Assignment
An exact reproduction of all entries is required.

Stored data
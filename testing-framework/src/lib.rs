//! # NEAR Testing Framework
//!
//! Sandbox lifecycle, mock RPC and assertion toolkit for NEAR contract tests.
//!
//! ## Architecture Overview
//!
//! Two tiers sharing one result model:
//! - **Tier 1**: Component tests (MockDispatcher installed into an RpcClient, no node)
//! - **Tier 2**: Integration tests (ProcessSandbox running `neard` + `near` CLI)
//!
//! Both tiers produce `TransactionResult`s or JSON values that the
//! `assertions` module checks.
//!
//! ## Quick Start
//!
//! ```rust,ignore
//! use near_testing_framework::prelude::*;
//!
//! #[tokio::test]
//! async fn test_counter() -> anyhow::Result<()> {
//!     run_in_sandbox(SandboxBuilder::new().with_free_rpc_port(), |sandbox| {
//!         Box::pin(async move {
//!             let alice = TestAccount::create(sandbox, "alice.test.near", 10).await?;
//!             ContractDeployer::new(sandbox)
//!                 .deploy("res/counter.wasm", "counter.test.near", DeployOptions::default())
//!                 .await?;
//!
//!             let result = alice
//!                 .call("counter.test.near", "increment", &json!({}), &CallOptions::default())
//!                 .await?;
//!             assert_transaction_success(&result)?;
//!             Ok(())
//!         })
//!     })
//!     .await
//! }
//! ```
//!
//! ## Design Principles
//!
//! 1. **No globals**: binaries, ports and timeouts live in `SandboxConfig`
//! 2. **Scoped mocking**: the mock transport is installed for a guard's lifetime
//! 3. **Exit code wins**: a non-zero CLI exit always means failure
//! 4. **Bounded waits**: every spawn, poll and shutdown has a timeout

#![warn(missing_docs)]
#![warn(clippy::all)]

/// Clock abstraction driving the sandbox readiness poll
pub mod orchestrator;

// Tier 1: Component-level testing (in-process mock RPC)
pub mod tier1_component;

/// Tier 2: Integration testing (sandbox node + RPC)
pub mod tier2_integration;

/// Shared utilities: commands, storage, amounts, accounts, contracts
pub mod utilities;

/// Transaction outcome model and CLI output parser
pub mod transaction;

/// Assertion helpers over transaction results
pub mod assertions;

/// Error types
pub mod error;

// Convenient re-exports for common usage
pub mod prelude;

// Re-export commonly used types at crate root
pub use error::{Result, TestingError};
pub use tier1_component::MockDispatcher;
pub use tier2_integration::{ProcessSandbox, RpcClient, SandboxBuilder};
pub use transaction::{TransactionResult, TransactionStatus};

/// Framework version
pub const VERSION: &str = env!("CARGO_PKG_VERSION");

Result for this exercise
filename testing-framework/src/lib.rs
//! # NEAR Testing Framework
//!
//! Sandbox lifecycle, mock RPC and assertion toolkit for NEAR contract tests.
//!
//! ## Architecture Overview
//!
//! Two tiers sharing one result model:
//! - **Tier 1**: Component tests (MockDispatcher installed into an RpcClient, no node)
//! - **Tier 2**: Integration tests (ProcessSandbox running `neard` + `near` CLI)
//!
//! Both tiers produce `TransactionResult`s or JSON values that the
//! `assertions` module checks.
//!
//! ## Quick Start
//!
//! ```rust,ignore
//! use near_testing_framework::prelude::*;
//!
//! #[tokio::test]
//! async fn test_counter() -> anyhow::Result<()> {
//!     run_in_sandbox(SandboxBuilder::new().with_free_rpc_port(), |sandbox| {
//!         Box::pin(async move {
//!             let alice = TestAccount::create(sandbox, "alice.test.near", 10).await?;
//!             ContractDeployer::new(sandbox)
//!                 .deploy("res/counter.wasm", "counter.test.near", DeployOptions::default())
//!                 .await?;
//!
//!             let result = alice
//!                 .call("counter.test.near", "increment", &json!({}), &CallOptions::default())
//!                 .await?;
//!             assert_transaction_success(&result)?;
//!             Ok(())
//!         })
//!     })
//!     .await
//! }
//! ```
//!
//! ## Design Principles
//!
//! 1. **No globals**: binaries, ports and timeouts live in `SandboxConfig`
//! 2. **Scoped mocking**: the mock transport is installed for a guard's lifetime
//! 3. **Exit code wins**: a non-zero CLI exit always means failure
//! 4. **Bounded waits**: every spawn, poll and shutdown has a timeout

#![warn(missing_docs)]
#![warn(clippy::all)]

/// Clock abstraction driving the sandbox readiness poll
pub mod orchestrator;

// Tier 1: Component-level testing (in-process mock RPC)
pub mod tier1_component;

/// Tier 2: Integration testing (sandbox node + RPC)
pub mod tier2_integration;

/// Shared utilities: commands, storage, amounts, accounts, contracts
pub mod utilities;

/// Transaction outcome model and CLI output parser
pub mod transaction;

/// Assertion helpers over transaction results
pub mod assertions;

/// Error types
pub mod error;

// Convenient re-exports for common usage
pub mod prelude;

// Re-export commonly used types at crate root
pub use error::{Result, TestingError};
pub use tier1_component::MockDispatcher;
pub use tier2_integration::{ProcessSandbox, RpcClient, SandboxBuilder};
pub use transaction::{TransactionResult, TransactionStatus};

/// Framework version
pub const VERSION: &str = env!("CARGO_PKG_VERSION");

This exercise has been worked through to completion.